By Craig Hoffman
(LOUISVILLE, May 21st, 2004, 7 p.m.) -- In an effort to curb crime, and put more officers on the streets, Louisville Metro Police Chief Robert White is reshuffling the way officers patrol Louisville neighborhoods. Boundaries in the old city-county departments will change this fall. WAVE 3's Craig Hoffman reports.
Chief White says the action will give officers flexibility to move in and out of neighborhoods more easily. He is also hiring more civilians to take over paperwork responsibilities currently performed by uniformed officers. That will put more officers on patrol to help fight crime.
Chief White says "This was done, based on where crime is, addressing the needs of the entire community. Obviously, some people will be very happy with it, and we will have our critics."
Since taking office with the merger of city and county governments in January of 2003, Chief White promised to come up with ways to better utilize all personnel. He's also reducing the number of police districts from 10 to 8. He wants the realignment in place by October.
Chief White says he knows he can't make everyone happy. "I am not sure you can wake up in morning without someone having an issue with it. I am not concerned about that."
Before the proposal was made public, Chief White told Mayor Jerry Abramson he wanted to come up with a plan that was best for the city, politics aside.
Chief White says stressed that "there will be no reduction in officers or services" as a result of the reorganization.
Since joining the force and starting patrol four years ago, Officer Atilia James has kept watch on Newburg streets, a community where police see surges in crime. About 180,000 people live there. Newer and larger boundaries means street officers will see more citizens in different areas. Before the new proposal, unless it was an emergency, officers could not cross a certain line, without another district's permission.
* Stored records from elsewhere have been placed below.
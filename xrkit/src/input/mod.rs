// Controller input pipeline: raw hardware polling, per-hand gesture
// synthesis, and the two-hand manager that fans everything onto one bus.

pub mod controllers_manager;
pub mod gamepad_monitor;
pub mod hand_controller;
pub mod source;

pub use controllers_manager::{
    ControllersManager, DoubleSqueezeGesture, HeadTransform, ManagerEvent, ManagerEventKind,
};
pub use gamepad_monitor::{
    apply_dead_zone, GamepadMonitor, MonitorEvent, StickDirection, AXES_DEAD_ZONE,
    HOLD_EVENT_INTERVAL, HOLD_THRESHOLD, STICK_CLICK_THRESHOLD,
};
pub use hand_controller::{AttachedObject, HandController, HandEvent, HandEventKind};
pub use source::{GamepadButton, GamepadSnapshot, HapticActuator, InputSource};
/// One tracked hand: owns the gamepad monitor and the hand's ray state, and
/// turns hardware lifecycle plus monitor events into a unified event stream.
///
/// Lifecycle edges (`handle_connected`, `handle_select_start`, ...) are host
/// calls; `update` runs once per frame with the current tracked-to-world
/// transform so published rays are always world-space.
pub struct HandController {
    events: Rc<EventDispatcher<HandEvent>>,
    monitor: Option<GamepadMonitor>,

    handedness: Option<Handedness>,
    connected: bool,
    skilled: bool,

    trigger_down: bool,
    squeezing: bool,

    ray: Ray,
    last_ray: Option<Ray>,
    grip_position: Vector3<f32>,

    holding_point: Option<NodeId>,
    attached: Option<AttachedObject>,

    time: f32,
    poll_events: Vec<MonitorEvent>,
}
"I believe just about every beat that is on the new plan is going to be smaller than old beats," Officer James says. "And we're going to have more officers riding that area, we will have more officers to respond for service, and we should be able to get there quicker."
Many officers could be moved around under the realignment, and Chief White has pledged to work with the police union to make the transition smooth. The Fraternal Order of Police contract calls for bargaining between the two sides if officers are transferred.
Years ago, citizens in the Portland neighborhood demanded their own police district -- and got it. But the reorganization means the current Portland and the downtown police districts are reunited again as one.
As for Newburg, groundbreaking for a new patrol station takes place in the months ahead. Longtime Newburg citizens advocate Benny Farrell likes the new plan, including a new patrol station being built somewhere along Indiana Trail, right in his backyard. "I don't think attention has been given to Newburg. When it has come to budget disposal, money, we have gotten a fan for the gym, which was inadequate, and they thought they did a great thing for Newburg."
Lynne Lyndrup, president of the Cherokee Triangle Association in the Highlands neighborhood, applauds the changes. "I am also delighted Bardstown Road and Baxter Avenue are all included in the same district. They weren't before, and that created problems for the residents. They didn't know who to call if there was a problem."
"We will be educating and informing the public about the changes," said Louisville Metro Mayor Jerry Abramson.
He encouraged the public to e-mail or write him about the proposal. The mayor does not need a vote from city council for the proposal to take effect. "But we want to hear what people have to say," Mayor Abramson said.